What this came down to was…there doesn’t seem to be a capacity for them to say yes.

Well, when you’re asking people to negotiate their non-negotiables after you’ve already agreed to something else, they do tend to balk. And in case you’re wondering, there is no doubt the President knows just how non-negotiable this is for GOP House members. In fact, he talked about the tax pledge many of them had signed yesterday, saying this left them “boxed in.” Boxed in is just another way to say they made tax increases a non-negotiable.

And yet the President seems to think House GOP members should violate a pledge they made to their constituents, one which a) they believe in as a matter of principle and which b) helped get them elected. He just expects them to “say yes” anyway.

Here’s the most frustrating part. Obama has a pledge of his own in this debate, something he promised more than two years ago. Obama pledged to reform Social Security and Medicare from the earliest days of his administration:

President-elect Barack Obama pledged yesterday to shape a new Social Security and Medicare “bargain” with the American people, saying that the nation’s long-term economic recovery cannot be attained unless the government finally gets control over its most costly entitlement programs.

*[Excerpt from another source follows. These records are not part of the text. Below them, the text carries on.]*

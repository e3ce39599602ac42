//! Model-checking harness.
//!
//! [`StoreHarness`] drives a [`StudentStore`] and a plain `BTreeMap` model
//! side by side, asserting after each call that the store answered the
//! way the model says it should.

use crate::generators::StoreOperation;
use rosterdb_core::{SortDirection, SortField, Student, StudentId, StudentStore};
use std::collections::BTreeMap;

/// A test harness pairing a store with a reference model.
pub struct StoreHarness {
    /// The store under test.
    pub store: StudentStore,
    /// Expected live records.
    model: BTreeMap<StudentId, Student>,
    /// Highest ID returned by `add` so far.
    last_issued: Option<StudentId>,
}

impl StoreHarness {
    /// Creates a harness over an empty store.
    pub fn new() -> Self {
        Self {
            store: StudentStore::new(),
            model: BTreeMap::new(),
            last_issued: None,
        }
    }

    /// Adds a student, checking the new ID is fresh and increasing.
    pub fn add(&mut self, name: &str, age: u8, class_name: &str) -> StudentId {
        let id = self.store.add(name, age, class_name);
        if let Some(last) = self.last_issued {
            assert!(id > last, "id {id} not above previous {last}");
        }
        assert!(!self.model.contains_key(&id), "id {id} reused");
        self.last_issued = Some(id);
        self.model.insert(id, Student::new(id, name, age, class_name));
        id
    }

    /// Removes a student and checks the index no longer references it.
    pub fn remove(&mut self, id: StudentId) -> bool {
        let old = self.model.remove(&id);
        let removed = self.store.remove(id);
        assert_eq!(removed, old.is_some(), "remove({id}) disagrees with model");

        if let Some(old) = old {
            assert!(self.store.get(id).is_none());
            assert!(
                self.store.search_by_name(&old.name).iter().all(|s| s.id != id),
                "id {id} still in bucket {:?}",
                old.name
            );
        }
        removed
    }

    /// Modifies a student and checks it moved between name buckets.
    pub fn modify(&mut self, id: StudentId, name: &str, age: u8, class_name: &str) -> bool {
        let modified = self.store.modify(id, name, age, class_name);
        let Some(entry) = self.model.get_mut(&id) else {
            assert!(!modified, "modify({id}) succeeded on unknown id");
            return false;
        };
        assert!(modified, "modify({id}) failed on live id");

        let old_name = std::mem::replace(&mut entry.name, name.to_owned());
        entry.age = age;
        entry.class_name = class_name.to_owned();

        let hits = self
            .store
            .search_by_name(name)
            .iter()
            .filter(|s| s.id == id)
            .count();
        assert_eq!(hits, 1, "id {id} not exactly once under {name:?}");
        if old_name != name {
            assert!(
                self.store
                    .search_by_name(&old_name)
                    .iter()
                    .all(|s| s.id != id),
                "id {id} left behind under {old_name:?}"
            );
        }
        true
    }

    /// Gets a student and checks it matches the model.
    pub fn get_and_verify(&self, id: StudentId) -> Option<&Student> {
        let actual = self.store.get(id);
        assert_eq!(actual, self.model.get(&id), "get({id}) disagrees with model");
        actual
    }

    /// Applies a generated operation.
    pub fn apply(&mut self, op: &StoreOperation) {
        match op {
            StoreOperation::Add {
                name,
                age,
                class_name,
            } => {
                self.add(name, *age, class_name);
            }
            StoreOperation::Remove { id } => {
                self.remove(*id);
            }
            StoreOperation::Modify {
                id,
                name,
                age,
                class_name,
            } => {
                self.modify(*id, name, *age, class_name);
            }
            StoreOperation::Get { id } => {
                self.get_and_verify(*id);
            }
        }
    }

    /// Verifies the whole store against the model.
    pub fn verify_all(&self) {
        if let Err(err) = self.store.verify_integrity() {
            panic!("integrity check failed: {err}");
        }

        let listed: Vec<&Student> = self.store.list();
        let expected: Vec<&Student> = self.model.values().collect();
        assert_eq!(listed, expected, "list() disagrees with model");

        let mut names: Vec<&str> = self.model.values().map(|s| s.name.as_str()).collect();
        names.sort_unstable();
        names.dedup();
        assert_eq!(self.store.names(), names, "name index keys disagree with model");

        for name in names {
            let found: Vec<StudentId> =
                self.store.search_by_name(name).iter().map(|s| s.id).collect();
            let expected: Vec<StudentId> = self
                .model
                .values()
                .filter(|s| s.name == name)
                .map(|s| s.id)
                .collect();
            assert_eq!(found, expected, "search_by_name({name:?}) disagrees with model");
        }

        for field in SortField::ALL {
            let asc = self.store.ordered(field, SortDirection::Asc);
            let mut desc = self.store.ordered(field, SortDirection::Desc);
            assert_eq!(asc.len(), self.model.len());
            desc.reverse();
            assert_eq!(asc, desc, "desc is not reversed asc for {field}");
        }
    }

    /// Returns the count of tracked students.
    pub fn tracked_count(&self) -> usize {
        self.model.len()
    }
}

impl Default for StoreHarness {
    fn default() -> Self {
        Self::new()
    }
}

So while Paul Krugman and others on the far left may not like it, Obama will certainly claim the reforms that the GOP are demanding from him are a promise kept, not one he has broken. Entitlement reform isn’t a concession for him, it was a goal!

That’s where things stand. President Obama is demanding the GOP violate their non-negotiable pledge on taxes so that he can fulfill his pledge to reform entitlements. The President repeatedly called this a “fair deal” yesterday. Well, it certainly is fair to him.